I was in Amsterdam on Monday evening when I heard the news, up very late. It was past midnight when I logged onto the BBC news website in anticipation of catching up on the latest political shenanigans, when I read “Breaking news in Manchester”.
At first, the news story suspected that it was a speaker that had malfunctioned, causing a very loud noise.
We are all reeling from this latest terrorist atrocity – and it’s touched so many of us very deeply, because it has targeted children. This is not the first time terrorists have targeted children, of course – they do it all the time in Syria. But it’s truly shocked us in the UK.
Human nature is such that we relate to what is closest to us.
For me and many people I know, this really does feel “too close”. Manchester is “my” city. I know it inside out. It’s the city I spent 6 years as a student, the city that I worked in for many years. I have lived in more places in Manchester than anywhere else! It’s the city I’m in at least once a month and my heart soars whenever I am there.
A girl in my eldest son’s class was at the concert – thrown by the blast, but thankfully alive and uninjured.
We feel grief, sadness and anger for the human beings whose lives were extinguished so suddenly and viciously. But then we think to ourselves:
“There but for the grace of God go I… it could have been my son, my daughter, my mother, my father…”
“Could have been”…But it wasn’t.
It’s another family, another set of friends and teachers experiencing excruciating grief.

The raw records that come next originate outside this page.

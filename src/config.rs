//! Configuration for terminal sessions.
//!
//! This module provides TOML configuration file loading from
//! `~/.sshterm/config.toml`. All fields are optional; missing fields fall
//! back to their defaults.
//!
//! # Configuration File
//!
//! ```toml
//! # Handshake and connect deadline in seconds
//! connect_timeout_secs = 30
//!
//! # Bytes read from the shell channel per poll
//! read_buffer_size = 4096
//!
//! # TERM value requested with the remote PTY
//! term = "xterm-256color"
//! ```

use std::fs;
use std::path::PathBuf;
use std::time::Duration;

use serde::{Deserialize, Serialize};

/// Session settings shared by every connection.
#[derive(Debug, Clone, Serialize, Deserialize)]
#[serde(default)]
pub struct Settings {
    /// Deadline for TCP connect and the SSH handshake, in seconds
    pub connect_timeout_secs: u64,
    /// Read buffer size for the output pump
    pub read_buffer_size: usize,
    /// TERM requested with the remote PTY
    pub term: String,
}

impl Default for Settings {
    fn default() -> Self {
        Self {
            connect_timeout_secs: 30,
            read_buffer_size: 4096,
            term: "xterm-256color".to_string(),
        }
    }
}

impl Settings {
    /// Load settings from file, falling back to defaults on any failure.
    pub fn load() -> Self {
        if let Some(path) = Self::get_config_path() {
            if path.exists() {
                if let Ok(content) = fs::read_to_string(&path) {
                    if let Ok(settings) = toml::from_str(&content) {
                        return settings;
                    }
                }
            }
        }
        Self::default()
    }

    /// Get config file path
    fn get_config_path() -> Option<PathBuf> {
        if let Some(home) = home_dir() {
            let dir = home.join(".sshterm");
            if !dir.exists() {
                let _ = fs::create_dir_all(&dir);
            }
            return Some(dir.join("config.toml"));
        }
        None
    }

    pub fn connect_timeout(&self) -> Duration {
        Duration::from_secs(self.connect_timeout_secs)
    }
}

// Get home directory
fn home_dir() -> Option<PathBuf> {
    std::env::var_os("USERPROFILE")
        .or_else(|| std::env::var_os("HOME"))
        .map(PathBuf::from)
}

#[cfg(test)]
mod tests {
    use super::*;

    #[test]
    fn defaults_apply_to_missing_fields() {
        let settings: Settings = toml::from_str("connect_timeout_secs = 5").unwrap();
        assert_eq!(settings.connect_timeout(), Duration::from_secs(5));
        assert_eq!(settings.read_buffer_size, 4096);
        assert_eq!(settings.term, "xterm-256color");
    }

    #[test]
    fn empty_file_yields_defaults() {
        let settings: Settings = toml::from_str("").unwrap();
        assert_eq!(settings.connect_timeout_secs, 30);
    }
}
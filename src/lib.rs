//! sshterm - interactive SSH terminal sessions as a library
//!
//! sshterm keeps long-lived shell sessions to remote hosts and turns their
//! raw output into styled text runs a UI can render directly. It is the
//! terminal backend of an SSH client: the embedding app supplies connection
//! profiles and a display surface, this crate supplies everything between
//! the socket and the styled text.
//!
//! # Features
//!
//! - **Session registry**: one durable session per saved connection,
//!   created on first use and reusable across reconnects
//! - **Single-flight connect**: concurrent connect calls for the same
//!   connection collapse into one transport
//! - **Background streaming**: a read pump decodes output as it arrives;
//!   snapshots and subscriber events keep the UI current
//! - **ANSI decoding**: SGR colors (16/256/truecolor), bold, italic,
//!   underline, inverse, and carriage-return overwrite semantics
//! - **Live view**: a synchronously-updated roster of connected sessions
//! - **One-shot exec**: run commands on a side channel of a live
//!   connection, for resource polling
//!
//! # Quick Start
//!
//! ```no_run
//! use sshterm::{ConnectionId, ConnectProfile, Credential, SessionRegistry, Settings};
//!
//! let registry = SessionRegistry::new(Settings::load());
//! let profile = ConnectProfile {
//!     display_name: "build box".into(),
//!     host: "build.example.com".into(),
//!     port: 22,
//!     username: "ci".into(),
//!     credential: Credential::Password("secret".into()),
//! };
//!
//! let id = ConnectionId(1);
//! registry.connect_if_needed(id, &profile)?;
//!
//! let session = registry.get_or_create(id);
//! session.send_command("uname -a");
//! for run in session.snapshot().runs {
//!     print!("{}", run.text);
//! }
//! # Ok::<(), sshterm::TerminalError>(())
//! ```

mod config;
mod core;

pub use crate::config::Settings;
pub use crate::core::registry::{LiveView, SessionRegistry, TerminalConnectionSummary};
pub use crate::core::session::{
    ConnectionId, OutputSnapshot, SessionEvent, SessionState, TerminalSession, TransportFactory,
};
pub use crate::core::ssh::SshTransport;
pub use crate::core::term::{AnsiDecoder, Color, StyleFlags, StyledRun, TextStyle};
pub use crate::core::transport::{
    ConnectProfile, Credential, Result, TerminalError, Transport, TransportCloser,
};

And then another family, and another….
But right now, you and I are alive; our lives go on. We recognise that each new day is a blessing. We know deep down that we are lucky to be able to feel all the little irritations of life: frustration with our colleagues, bored with our jobs, angry with our children.
Those who use violence and murder to achieve their aims rely on us becoming fearful. And it’s oh so easy to let fear consume us. I know I’m not the only one who quietly wonders:
“What if I’m in the wrong place today?”
It would be easy to contract our lives just to stay “safe”: deny our children the joy of their first concert, just in case.
But human beings were not designed to be isolated from each other; we are meant to connect and grow. Focusing on our fear and wrapping ourselves in cotton wool is not an option that brings happiness or fulfilment.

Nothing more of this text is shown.